The Beluches then interfered, and, in their zeal to keep order, irritated some drunkards, who at once became pugnacious. On seeing the excited state of these drunkards, bawling and stepping about in long, sudden, and rapid strides, with brandished spears and agitated bows, endeavouring to exasperate the rest of the mob against us, I rose, and going out before them, said that I came forth for their satisfaction, and that they might now stand and gaze as long as they liked; but I hoped, as soon as their legs and arms were tired, that they would depart in peace. The words acted with magical effect upon them; they urgently requested me to retire again, but finding that I did not, they took themselves homewards. The sultan arrived late in the evening, he said from a long distance, on purpose to see me, and was very importunate in his desire for my halting a day. As I had paid all the other sultans the compliment of a visit, he should consider it a slight if I did not stay a little while with him. On the occasion of my passing northwards he had been absent, and could not entertain me; so I must now accept a bullock, which he would send for on the morrow. A long debate ensued, which ended by my giving him one shukka merikani and one dhoti kiniki.
13th.— Travelling through the Nindo Wilderness to-day, the Beluches were very much excited at the quantity of game they saw; but though they tried their best, they did not succeed in killing any. Troops of zebras, and giraffe, some varieties of antelopes roaming about in large herds, a buffalo and one ostrich, were the chief visible tenants of this wild. We saw the fresh prints of a very large elephant; and I have no doubt that by any sportsman, if he had but leisure to learn their haunts and watering-places, a good account might be made of them — but one and all are wild in the extreme. Ostrich-feathers bedeck the frizzly polls of many men and women, but no one has ever heard of any having been killed or snared by huntsmen.

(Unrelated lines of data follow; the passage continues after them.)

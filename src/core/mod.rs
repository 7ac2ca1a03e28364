use std::{io, path::PathBuf, result};

use thiserror::Error;

/// Error types for the mechclock application.
///
/// Covers the fallible edges of the crate: locating directories, writing
/// rendered output and initializing logging. Settings persistence never
/// surfaces here; it degrades to defaults instead.
#[derive(Error, Debug)]
pub enum ClockError {
    /// Neither XDG nor HOME environment variables could be resolved
    #[error("failed to resolve {directory} directory: {details}")]
    Paths {
        /// Which directory was being resolved (config, data, logs)
        directory: String,
        /// Resolution error details
        details: String,
    },

    /// I/O operation error with path context
    #[error("I/O error on '{path}': {details}")]
    IoError {
        /// Path where I/O error occurred
        path: PathBuf,
        /// I/O error details
        details: String,
    },

    /// Failed to produce output for a display surface
    #[error("failed to render {surface}: {details}")]
    Render {
        /// The surface being rendered (svg, digital, date)
        surface: String,
        /// Render error details
        details: String,
    },

    /// Logging could not be initialized
    #[error("failed to initialize logging: {0}")]
    Logging(String),
}

/// A specialized `Result` type for mechclock operations.
pub type Result<T> = result::Result<T, ClockError>;

impl ClockError {
    /// Creates an I/O error carrying the path it occurred on.
    ///
    /// # Arguments
    ///
    /// * `error` - The underlying I/O error
    /// * `path` - Path of the file or directory being accessed
    pub fn io_at(error: &io::Error, path: impl Into<PathBuf>) -> Self {
        ClockError::IoError {
            path: path.into(),
            details: error.to_string(),
        }
    }
}
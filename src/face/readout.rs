use crate::services::TimeData;

/// Zero-padded `HH:MM:SS` in 24-hour time.
pub fn digital_readout(time: &TimeData) -> String {
    format!(
        "{:02}:{:02}:{:02}",
        time.hours, time.minutes, time.seconds
    )
}

/// Long-form date, e.g. `Saturday, March 9, 2024`.
pub fn date_readout(time: &TimeData) -> String {
    time.date.format("%A, %B %-d, %Y").to_string()
}

/// Responsive CSS font size for the digital readout at `scale`.
pub fn digital_font_size(scale: f64) -> String {
    font_size(scale, 2.0, 8.0, 4.0)
}

/// Responsive CSS font size for the date readout at `scale`.
pub fn date_font_size(scale: f64) -> String {
    font_size(scale, 0.85, 2.5, 1.1)
}

fn font_size(scale: f64, min_rem: f64, preferred_vw: f64, max_rem: f64) -> String {
    format!(
        "clamp({}rem, {}vw, {}rem)",
        round3(min_rem * scale),
        round3(preferred_vw * scale),
        round3(max_rem * scale)
    )
}

fn round3(value: f64) -> f64 {
    (value * 1000.0).round() / 1000.0
}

These ornaments, as well as the many skulls and skins seen in every house, are said to be found lying about in places where the animals have died a natural death.
14th.— We left, as we did yesterday, an hour before dawn, and crossed the second broad wilderness to Kahama. At 9 A.M. I called the usual halt to eat my rural breakfast of cold fowl, sour curd, cakes, and eggs, in a village on the south border of the desert. As the houses were devoid of all household commodities, I asked the people stopping there to tend the fields to explain the reason, and learnt that their fear of the plundering Wamanda was such that they only came there during the day to look after their crops, and at night they retired to some distant place of safe retreat in the jungles, where they stored all their goods and chattels. These people, in time of war, thus putting everything useful out of the way of the forager’s prying eyes, it is very seldom that blood is spilt. This country being full of sweet springs, accounts for the denseness of the population and numberless herds of cattle. To look upon its resources, one is struck with amazement at the waste of the world: if instead of this district being in the hands of its present owners, it were ruled by a few scores of Europeans, what an entire revolution a few years would bring forth! An extensive market would be opened to the world, the present nakedness of the land would have a covering, and industry and commerce would clear the way for civilisation and enlightenment.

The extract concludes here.